_Stored items from a collection_.
/---

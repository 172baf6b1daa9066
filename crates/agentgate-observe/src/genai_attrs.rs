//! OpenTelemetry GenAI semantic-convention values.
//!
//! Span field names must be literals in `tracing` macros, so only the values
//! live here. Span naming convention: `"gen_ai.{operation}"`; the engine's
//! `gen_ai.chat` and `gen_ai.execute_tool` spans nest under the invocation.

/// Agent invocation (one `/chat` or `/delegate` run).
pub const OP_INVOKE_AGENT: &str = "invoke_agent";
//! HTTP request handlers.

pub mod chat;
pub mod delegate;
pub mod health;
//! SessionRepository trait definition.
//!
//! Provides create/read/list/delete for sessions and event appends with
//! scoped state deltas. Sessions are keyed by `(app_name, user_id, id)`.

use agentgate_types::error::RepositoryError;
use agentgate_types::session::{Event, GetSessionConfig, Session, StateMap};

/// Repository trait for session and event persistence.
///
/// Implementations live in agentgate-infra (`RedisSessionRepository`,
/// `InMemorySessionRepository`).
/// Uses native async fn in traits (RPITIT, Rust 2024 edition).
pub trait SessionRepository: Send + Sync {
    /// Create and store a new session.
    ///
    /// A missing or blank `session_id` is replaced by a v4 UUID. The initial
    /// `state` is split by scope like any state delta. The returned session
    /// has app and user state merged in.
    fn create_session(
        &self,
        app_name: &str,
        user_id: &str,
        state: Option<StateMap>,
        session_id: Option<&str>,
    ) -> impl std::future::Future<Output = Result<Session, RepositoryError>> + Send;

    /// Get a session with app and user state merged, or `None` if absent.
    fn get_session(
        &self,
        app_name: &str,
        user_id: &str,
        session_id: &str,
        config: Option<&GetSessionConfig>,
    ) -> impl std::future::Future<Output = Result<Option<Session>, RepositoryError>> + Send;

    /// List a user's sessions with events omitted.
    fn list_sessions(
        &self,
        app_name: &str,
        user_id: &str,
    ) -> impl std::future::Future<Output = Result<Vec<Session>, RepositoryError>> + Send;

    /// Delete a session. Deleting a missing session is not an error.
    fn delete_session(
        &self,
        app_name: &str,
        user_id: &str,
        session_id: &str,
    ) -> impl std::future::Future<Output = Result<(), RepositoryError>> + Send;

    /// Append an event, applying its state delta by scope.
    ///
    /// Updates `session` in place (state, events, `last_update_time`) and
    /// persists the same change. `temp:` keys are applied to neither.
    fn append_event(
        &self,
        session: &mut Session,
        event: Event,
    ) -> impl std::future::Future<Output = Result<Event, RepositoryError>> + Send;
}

\---

Restate, please, word for word the span of records running from the first line to the line bearing "only the values", both included, and nothing outside it.

_RESULT BELOW_.
repository 172baf6b1daa9066
filename crates/agentgate-observe/src/genai_attrs.rs
//! OpenTelemetry GenAI semantic-convention values.
//!
//! Span field names must be literals in `tracing` macros, so only the values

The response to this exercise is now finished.